We felt less good when we returned home. Jenn was looking pretty depressed. Getting
accidentally pregnant by a druggie who dumped her after she’d burned every
bridge back home seemed to be weighing heavy on her today. As she says, she didn’t move to
She wanted to be left alone, which is pretty hard when she’s living in a halfway fixed up house with hardly any living space full of a bunch of teenagers who come and go all day long. There was nowhere to be alone except in front of the TV, right in the middle of the house.
We did her a favor and kept busy outside as best we could.
We hadn’t returned the borrowed rototiller, so I convinced Charlie it was time to use it again. I stood next to him and pointed where I wanted him to work, looking like I was directing traffic. I think he liked me standing near, if only to have someone with which to share his dust cloud.
The skateboarder said he wanted to help in the yard, so he left to go get a friend to join him. He works, eventually, but he needs lots of prep work. He has to eat, sit around and mentally prepare, then go get a friend to help. He did the first two things quickly, but getting his friend who lives ten minutes away took him an hour and forty minutes.
“What took you so long?” Charlie asked.
They stared at him and at each other. They’ve learned if you don’t say anything, you can’t get caught in a lie. They ran up to the skateboarder kid’s room and got right on the computer, like they were in a hurry to trade stocks or something. I wonder if they’ve ever surfed hotel ironing boards.
They were supposed to be finishing the drainage pipes outside. We’ve been quietly waiting all summer for this job to be done. We haven’t looked at their progress: they disappear, work on it for a few hours, then come in and say they’re almost done.
Charlie decided to have a look. “You guys screwed up the pipes,” he yelled from outside.
John, the skateboarder kid’s friend, who’s very polite and says, “Yes, sir,” and “No, sir,” said, “it’s good enough.”
“Mr. Polite, Mr. Perfection says, ‘it’s good enough?’”
“Just put a 45 degree angled pipe on the end of it,” John said. “Nobody will notice.”
“Yeah they will. It’ll stick out all crooked.”
“The pipe went in further than we thought,” the skateboarder kid said. “We were off a little bit in our measurement.”
“Off a little bit? You were off about ten inches. Nevermind,” Charlie said. “I’ll fix it. Your 45 degree pipe would take longer to do than just fixing it.”
I noticed the good shovel was sitting in the dirt, unused. As soon as the skateboarders were done with whatever was making them giggle so hard, I knew they’d steal it and use it themselves. I decided to shovel everything and anything nearby, including scraping the driveway weeds and creating wonderful edges on the once and future lawn.
I was outside and the phone was inside with Jenn. This turned out to be one of those days where everyone I knew called me up. So every ten minutes, Jenn would stand all weepy at the front door, phone in hand, and say, “It’s for you.”

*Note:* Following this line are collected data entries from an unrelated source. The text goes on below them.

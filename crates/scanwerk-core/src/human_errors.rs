// SPDX-License-Identifier: PMPL-1.0-or-later
// Copyright (c) 2026 Jonathan D.A. Jewell (hyperpolymath) <jonathan.jewell@open.ac.uk>
//
// Human-readable error messages for the command line.
//
// Every technical error is mapped to plain English with a clear suggestion.

use crate::error::ScanwerkError;

/// Severity of an error from the user's perspective.
#[derive(Debug, Clone, Copy, PartialEq, Eq)]
pub enum Severity {
    /// Trying again may work.
    Transient,
    /// User must do something (fix an address, load paper, edit config).
    ActionRequired,
    /// Retrying will not help.
    Permanent,
}

/// A human-readable error with plain English message and actionable suggestion.
#[derive(Debug, Clone)]
pub struct HumanError {
    /// Plain English summary.
    pub message: String,
    /// What the user should try.
    pub suggestion: String,
    /// Whether retrying the whole operation is worthwhile.
    pub retriable: bool,
    pub severity: Severity,
}

/// Convert a `ScanwerkError` into a `HumanError`.
pub fn humanize_error(err: &ScanwerkError) -> HumanError {
    match err {
        ScanwerkError::ConnectionFailed(detail) => humanize_connection_error(detail),

        ScanwerkError::Timeout(_) => HumanError {
            message: "The scanner didn't respond in time.".into(),
            suggestion: "The scanner might be busy or asleep. Wake it up and try again.".into(),
            retriable: true,
            severity: Severity::Transient,
        },

        ScanwerkError::MalformedResponse(detail) => {
            if detail.contains("JobId") || detail.contains("JobToken") {
                HumanError {
                    message: "The scanner refused to start a scan job.".into(),
                    suggestion: "Check there is a page on the glass or in the feeder, and that no other scan is running.".into(),
                    retriable: false,
                    severity: Severity::ActionRequired,
                }
            } else {
                HumanError {
                    message: "The scanner sent an answer we couldn't understand.".into(),
                    suggestion: format!("Try the other protocol, or probe the device to see what it supports. (Detail: {detail})"),
                    retriable: false,
                    severity: Severity::Permanent,
                }
            }
        }

        ScanwerkError::IncompleteTransfer { received, .. } => HumanError {
            message: "The scan stopped before the image was complete.".into(),
            suggestion: format!("Only {received} bytes arrived. Try scanning again."),
            retriable: true,
            severity: Severity::Transient,
        },

        ScanwerkError::Allocation(_) => HumanError {
            message: "The scanned image is too large to keep in memory.".into(),
            suggestion: "Try a smaller scan area.".into(),
            retriable: false,
            severity: Severity::Permanent,
        },

        ScanwerkError::InvalidRequest(detail) => HumanError {
            message: "The scan settings aren't valid.".into(),
            suggestion: format!("Check the scan settings and try again. ({detail})"),
            retriable: false,
            severity: Severity::ActionRequired,
        },

        ScanwerkError::Config(detail) => HumanError {
            message: "The configuration file has a problem.".into(),
            suggestion: format!("Fix the configuration file and try again. ({detail})"),
            retriable: false,
            severity: Severity::ActionRequired,
        },

        ScanwerkError::Io(io_err) => {
            if io_err.kind() == std::io::ErrorKind::NotFound {
                HumanError {
                    message: "The file couldn't be found.".into(),
                    suggestion: "Check the path and try again.".into(),
                    retriable: false,
                    severity: Severity::ActionRequired,
                }
            } else if io_err.kind() == std::io::ErrorKind::PermissionDenied {
                HumanError {
                    message: "We don't have permission to use that file.".into(),
                    suggestion: "Check the file permissions, or choose a different location.".into(),
                    retriable: false,
                    severity: Severity::ActionRequired,
                }
            } else {
                HumanError {
                    message: "There was a problem reading or writing a file.".into(),
                    suggestion: "Try again. If this keeps happening, the disk may be full.".into(),
                    retriable: true,
                    severity: Severity::Transient,
                }
            }
        }

        ScanwerkError::Serialization(_) => HumanError {
            message: "A JSON document couldn't be read.".into(),
            suggestion: "Check the file is valid JSON.".into(),
            retriable: false,
            severity: Severity::ActionRequired,
        },
    }
}

/// Parse connection failure details into human-readable messages.
fn humanize_connection_error(detail: &str) -> HumanError {
    let lower = detail.to_ascii_lowercase();

    if lower.contains("refused") {
        HumanError {
            message: "The device refused our connection.".into(),
            suggestion: "Check the port number. Scanners usually listen on 80, 5357 or 8080.".into(),
            retriable: true,
            severity: Severity::Transient,
        }
    } else if lower.contains("resolve") || lower.contains("invalid address") {
        HumanError {
            message: "The device address doesn't look right.".into(),
            suggestion: "Check the address and try again. It should look like 192.168.1.100.".into(),
            retriable: false,
            severity: Severity::ActionRequired,
        }
    } else {
        HumanError {
            message: "We couldn't reach the device.".into(),
            suggestion: format!(
                "Check that it is turned on, on the same network, and not busy with another job. (Detail: {detail})"
            ),
            retriable: true,
            severity: Severity::Transient,
        }
    }
}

I was so into my dirt I didn’t hear her the first or second times. She’s not loud, but I am. Even my thoughts are loud. She had to walk out right to my dirt cloud and stick the phone in my face. Not what you want to do when no one’s calling you and you have to sit in your Dad’s unfinished living room stuck in the results of your bad decisions.
I decided it was time the boys could help me, so I went upstairs to tell them they’re sharing my hot, dirty fun outside.
“Look what we did,” they said. They turned the screen around so I could see what was wasting their afternoon.
“We took a still from a skateboarding video,” John said. “We photoshopped over the skateboarder and turned him into the Hamburgler.”
“The Hamburgler’s shredding a rail,” the skateboarding kid of mine said.
“Charlie,” I said. “Look at what they're doing instead of the drainage.”
“You’ve done it,” he told the skateboarder kid. “You’ve finally corrupted John. He used to be so polite and resourceful. Now he’s giggling at a photoshopped Hamburgler shredding rails.”